Lines with "tracker" in the records below: say how many there are, and add nothing.

### [RECORDS SUPPLIED]
· · · · ·
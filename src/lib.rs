//! Hierarchy Sync Engine: watches Epics/Features/Stories in a work-item
//! tracker, detects significant changes, and drives an LLM generator to
//! keep child Stories (and optionally Test Cases) in sync.

pub mod config;
pub mod control;
pub mod error;
pub mod generator;
pub mod ledger;
pub mod mcp;
pub mod models;
pub mod reconciler;
pub mod scheduler;
pub mod significance;
pub mod snapshot_store;
pub mod token_accountant;
pub mod tracker;
pub mod worker;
· · · · ·
### [ANSWER SPACE]
2